Interactions between genes and environments can be quite complicated, as we’ve said before.
Genetic influences on intelligence become stronger as people get older, perhaps because people seek
out environments that suit their genetic predispositions. For example, people with high intelligence
tend to be drawn toward professions that require them to exercise their reasoning skills regularly,
which may help to keep these skills sharp.
Taken together, this information suggests that proponents of eugenics took exactly the wrong
approach to improving human intelligence. As a society, we could increase average intelligence much
more effectively by improving the environments of children who don’t have the resources to live up
to their genetic potential. The controversy over group differences in intelligence distracts attention
and resources from a much more productive conversation about how we might do that.

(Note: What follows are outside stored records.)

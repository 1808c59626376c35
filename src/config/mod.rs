//! Configuration loading, layering, and validation.
//!
//! A [`Config`] is assembled from three layers, lowest first: built-in
//! defaults, an optional config file (YAML, JSON or TOML depending on
//! enabled features), and [`Overrides`] collected from CLI flags and
//! environment variables. Submodules provide the data model and
//! validation logic.

pub mod model;
pub mod validation;

use std::path::{Path, PathBuf};

use crate::error::TwinrelayError;
use model::Config;
use validation::validate;

/// File names probed in the working directory when no `--config` is given.
pub const AUTO_DETECT_CANDIDATES: &[&str] = &[
    "twinrelay.yaml",
    "twinrelay.yml",
    "twinrelay.json",
    "twinrelay.toml",
];

/// Values supplied on the command line or through the environment.
///
/// Every field is optional; a `None` leaves the file or default value
/// in place.
#[derive(Debug, Clone, Default)]
pub struct Overrides {
    pub listen_host: Option<String>,
    pub listen_port: Option<u16>,
    pub main_host: Option<String>,
    pub main_port: Option<u16>,
    pub auth_host: Option<String>,
    pub auth_port: Option<u16>,
    pub timeout_secs: Option<u64>,
    pub max_body: Option<usize>,
}

impl Overrides {
    pub fn apply(self, config: &mut Config) {
        if let Some(host) = self.listen_host {
            config.listen.host = host;
        }
        if let Some(port) = self.listen_port {
            config.listen.port = port;
        }
        if let Some(host) = self.main_host {
            config.backends.main.host = host;
        }
        if let Some(port) = self.main_port {
            config.backends.main.port = port;
        }
        if let Some(host) = self.auth_host {
            config.backends.auth.host = host;
        }
        if let Some(port) = self.auth_port {
            config.backends.auth.port = port;
        }
        if let Some(timeout) = self.timeout_secs {
            config.timeout_secs = timeout;
        }
        if let Some(max_body) = self.max_body {
            config.max_body = max_body;
        }
    }
}

/// Parse a config string based on file extension.
pub fn parse_config_str(
    ext: &str,
    content: &str,
    path_display: &str,
) -> Result<Config, TwinrelayError> {
    match ext {
        #[cfg(feature = "yaml")]
        "yaml" | "yml" => serde_yml::from_str(content).map_err(|e| TwinrelayError::ConfigParse {
            path: path_display.to_string(),
            source: Box::new(e),
        }),

        #[cfg(feature = "json")]
        "json" => serde_json::from_str(content).map_err(|e| TwinrelayError::ConfigParse {
            path: path_display.to_string(),
            source: Box::new(e),
        }),

        #[cfg(feature = "toml")]
        "toml" => toml::from_str(content).map_err(|e| TwinrelayError::ConfigParse {
            path: path_display.to_string(),
            source: Box::new(e),
        }),

        other => Err(TwinrelayError::UnsupportedFormat(other.to_string())),
    }
}

/// Read and parse a config file. Validation is left to the caller so that
/// overrides can be applied first.
pub async fn read_file(path: &Path) -> Result<Config, TwinrelayError> {
    let content = tokio::fs::read_to_string(path).await.map_err(|e| {
        if e.kind() == std::io::ErrorKind::NotFound {
            TwinrelayError::ConfigFileNotFound {
                path: path.to_path_buf(),
            }
        } else {
            TwinrelayError::Io(e)
        }
    })?;

    let ext = path.extension().and_then(|e| e.to_str()).unwrap_or("");
    parse_config_str(ext, &content, &path.display().to_string())
}

/// Pick the config file to load: the explicit path if any, otherwise the
/// first auto-detected candidate in `dir`.
pub async fn resolve_file(explicit: Option<&Path>, dir: &Path) -> Option<PathBuf> {
    if let Some(path) = explicit {
        return Some(path.to_path_buf());
    }

    for name in AUTO_DETECT_CANDIDATES {
        let path = dir.join(name);
        if tokio::fs::try_exists(&path).await.unwrap_or(false) {
            tracing::info!(path = %path.display(), "auto-detected config file");
            return Some(path);
        }
    }

    None
}

/// Build the effective configuration: defaults, then `file` when present,
/// then `overrides`, then validation.
pub async fn load(file: Option<&Path>, overrides: Overrides) -> Result<Config, TwinrelayError> {
    let mut config = match file {
        Some(path) => read_file(path).await?,
        None => Config::default(),
    };

    overrides.apply(&mut config);

    validate(&config).map_err(|errors| TwinrelayError::ConfigValidation { errors })?;
    Ok(config)
}
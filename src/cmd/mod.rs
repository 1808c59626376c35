//! Subcommand dispatch and execution.
//!
//! The [`dispatch`] function routes the parsed CLI to the appropriate
//! subcommand handler: [`run`], [`init`], or [`validate`]. Each handler
//! lives in its own submodule.

pub mod init;
pub mod run;
pub mod validate;

use crate::cli::{Cli, Commands};
use crate::error::TwinrelayError;

pub async fn dispatch(cli: Cli) -> Result<(), TwinrelayError> {
    match cli.command {
        Some(Commands::Run(args)) => run::execute(*args).await,
        Some(Commands::Init(ref args)) => init::execute(args),
        Some(Commands::Validate(ref args)) => validate::execute(args),
        None => {
            print_welcome();
            Ok(())
        }
    }
}

fn print_welcome() {
    let version = env!("CARGO_PKG_VERSION");
    println!(
        "\n  twinrelay v{version} \u{2014} two-backend HTTP forwarding proxy\n\n  \
         No command provided. To get started:\n\n    \
         twinrelay run                     Start the proxy on 0.0.0.0:9090\n    \
         twinrelay run -c twinrelay.yaml   Start with a specific config file\n    \
         twinrelay init                    Generate a starter config\n    \
         twinrelay --help                  See all commands and options\n"
    );
}
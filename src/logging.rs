//! Structured logging setup using the `tracing` ecosystem.
//!
//! Configures a `tracing-subscriber` with either JSON output (for
//! production) or pretty-printed output (for TTY / local dev). Format
//! is auto-detected from the terminal but can be forced via `--json`
//! or `--pretty`.

use tracing_subscriber::{fmt, layer::SubscriberExt, util::SubscriberInitExt};

use crate::cli::LogLevel;

#[derive(Debug, Clone, Copy, PartialEq, Eq)]
pub enum LogFormat {
    Json,
    Pretty,
}

#[must_use]
pub fn resolve_format(pretty: bool, json: bool) -> LogFormat {
    if json {
        LogFormat::Json
    } else if pretty || std::io::IsTerminal::is_terminal(&std::io::stdout()) {
        LogFormat::Pretty
    } else {
        LogFormat::Json
    }
}

pub fn init(level: &LogLevel, format: LogFormat) {
    let tracing_level = level.to_tracing_level();
    let filter = tracing_subscriber::filter::Targets::new().with_default(tracing_level);

    match format {
        LogFormat::Json => {
            tracing_subscriber::registry()
                .with(filter)
                .with(fmt::layer().json().with_target(false))
                .init();
        }
        LogFormat::Pretty => {
            tracing_subscriber::registry()
                .with(filter)
                .with(fmt::layer().pretty())
                .init();
        }
    }
}
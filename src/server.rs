//! Axum server setup, shared application state, and graceful shutdown.
//!
//! Contains [`AppState`] (the `Arc`-shared state holding the
//! [`Forwarder`]), [`build_router`] for constructing the Axum router
//! with middleware layers, [`build_http_client`] for the outbound hyper
//! client, and [`shutdown_signal`] for SIGTERM / Ctrl+C handling.

use std::sync::Arc;
use std::time::Duration;

use axum::Router;
use hyper_util::client::legacy::connect::HttpConnector;
use hyper_util::client::legacy::Client;
use hyper_util::rt::TokioExecutor;
use tower::ServiceBuilder;
use tower_http::limit::RequestBodyLimitLayer;
use tower_http::trace::TraceLayer;

use crate::config::model::Config;
use crate::proxy;
use crate::proxy::relay::Forwarder;
use crate::proxy::target::TargetBases;

pub type HttpClient = Client<HttpConnector, http_body_util::Full<bytes::Bytes>>;

pub struct AppState {
    pub forwarder: Forwarder,
}

impl AppState {
    #[must_use]
    pub fn from_config(config: &Config) -> Self {
        Self {
            forwarder: Forwarder::new(
                TargetBases::from_backends(&config.backends),
                build_http_client(),
                Duration::from_secs(config.timeout_secs),
            ),
        }
    }
}

/// Plain-HTTP client that keeps no idle connections, so every forward
/// opens a fresh one.
#[must_use]
pub fn build_http_client() -> HttpClient {
    let mut connector = HttpConnector::new();
    connector.enforce_http(true);
    Client::builder(TokioExecutor::new())
        .pool_max_idle_per_host(0)
        .build(connector)
}

pub fn build_router(state: Arc<AppState>, max_body: usize) -> Router {
    Router::new()
        .fallback(proxy::forward_handler)
        .layer(
            ServiceBuilder::new()
                .layer(TraceLayer::new_for_http())
                .layer(RequestBodyLimitLayer::new(max_body)),
        )
        .with_state(state)
}

pub async fn shutdown_signal() {
    let ctrl_c = async {
        if let Err(e) = tokio::signal::ctrl_c().await {
            tracing::error!(error = %e, "failed to install Ctrl+C handler");
            std::future::pending::<()>().await;
        }
    };

    #[cfg(unix)]
    let terminate = async {
        match tokio::signal::unix::signal(tokio::signal::unix::SignalKind::terminate()) {
            Ok(mut signal) => {
                signal.recv().await;
            }
            Err(e) => {
                tracing::error!(error = %e, "failed to install SIGTERM handler");
                std::future::pending::<()>().await;
            }
        }
    };

    #[cfg(not(unix))]
    let terminate = std::future::pending::<()>();

    tokio::select! {
        () = ctrl_c => tracing::info!("received Ctrl+C"),
        () = terminate => tracing::info!("received SIGTERM"),
    }
}
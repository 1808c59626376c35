//! `twinrelay init` — generate a starter configuration file.
//!
//! Serializes the built-in defaults in the chosen format, so the file
//! documents every available setting. Refuses to overwrite an existing
//! file.

use std::path::PathBuf;

use crate::cli::{ConfigFormat, InitArgs};
use crate::config::model::Config;
use crate::error::TwinrelayError;

pub fn execute(args: &InitArgs) -> Result<(), TwinrelayError> {
    let output = args
        .output
        .clone()
        .unwrap_or_else(|| PathBuf::from(format!("twinrelay.{}", args.format.extension())));

    if output.exists() {
        return Err(TwinrelayError::FileExists { path: output });
    }

    let content = serialize_config(&Config::default(), &args.format)?;
    std::fs::write(&output, content)?;
    println!("Created {}", output.display());
    Ok(())
}

/// Serialize a `Config` to a formatted string in the given format.
pub fn serialize_config(config: &Config, format: &ConfigFormat) -> Result<String, TwinrelayError> {
    match format {
        #[cfg(feature = "yaml")]
        ConfigFormat::Yaml => serde_yml::to_string(config).map_err(|e| TwinrelayError::Serialize {
            source: Box::new(e),
        }),

        #[cfg(not(feature = "yaml"))]
        ConfigFormat::Yaml => Err(TwinrelayError::UnsupportedFormat("yaml".into())),

        ConfigFormat::Json => serde_json::to_string_pretty(config)
            .map(|mut s| {
                s.push('\n');
                s
            })
            .map_err(|e| TwinrelayError::Serialize {
                source: Box::new(e),
            }),

        #[cfg(feature = "toml")]
        ConfigFormat::Toml => {
            toml::to_string_pretty(config).map_err(|e| TwinrelayError::Serialize {
                source: Box::new(e),
            })
        }

        #[cfg(not(feature = "toml"))]
        ConfigFormat::Toml => Err(TwinrelayError::UnsupportedFormat("toml".into())),
    }
}
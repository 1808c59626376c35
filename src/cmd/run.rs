//! `twinrelay run` — start the proxy server.
//!
//! Loads configuration from defaults, an optional file, and CLI/env
//! overrides, then starts the Axum HTTP server with graceful shutdown.
//! A bind failure is returned as an error so the process exits non-zero.

use std::net::SocketAddr;
use std::sync::Arc;

use crate::cli::RunArgs;
use crate::config;
use crate::error::TwinrelayError;
use crate::logging;
use crate::proxy::target::Target;
use crate::server::{self, AppState};

pub async fn execute(args: RunArgs) -> Result<(), TwinrelayError> {
    let log_format = logging::resolve_format(args.pretty, args.json);
    logging::init(&args.log_level, log_format);

    let cwd = std::env::current_dir()?;
    let file = config::resolve_file(args.config.as_deref(), &cwd).await;
    let config = config::load(file.as_deref(), args.overrides()).await?;

    let addr = SocketAddr::new(config.listen.host.parse()?, config.listen.port);

    let listener = tokio::net::TcpListener::bind(addr)
        .await
        .map_err(|source| TwinrelayError::Bind { addr, source })?;

    let state = Arc::new(AppState::from_config(&config));
    let bases = state.forwarder.bases();

    tracing::info!(
        addr = %addr,
        main = %bases.base(Target::Main),
        auth = %bases.base(Target::Auth),
        timeout = ?state.forwarder.timeout(),
        config_file = ?file,
        "twinrelay started"
    );

    let router = server::build_router(Arc::clone(&state), config.max_body);

    axum::serve(listener, router)
        .with_graceful_shutdown(server::shutdown_signal())
        .await?;

    tracing::info!("twinrelay stopped");
    Ok(())
}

Vacation Snapshots: Memory
During most of London’s history, which goes back several thousand years, the only way to get around
was on foot or by horse-drawn wagon. Because the city was not planned for cars, its roads are a giant
jumble. Streets bend and jog and run at odd angles, and they are often narrow, allowing only one-way
traffic. Traffic circles and tiny parks are everywhere. Street names change from one block to another.
To visitors who are used to streets and avenues organized in orderly grids, it’s a mess.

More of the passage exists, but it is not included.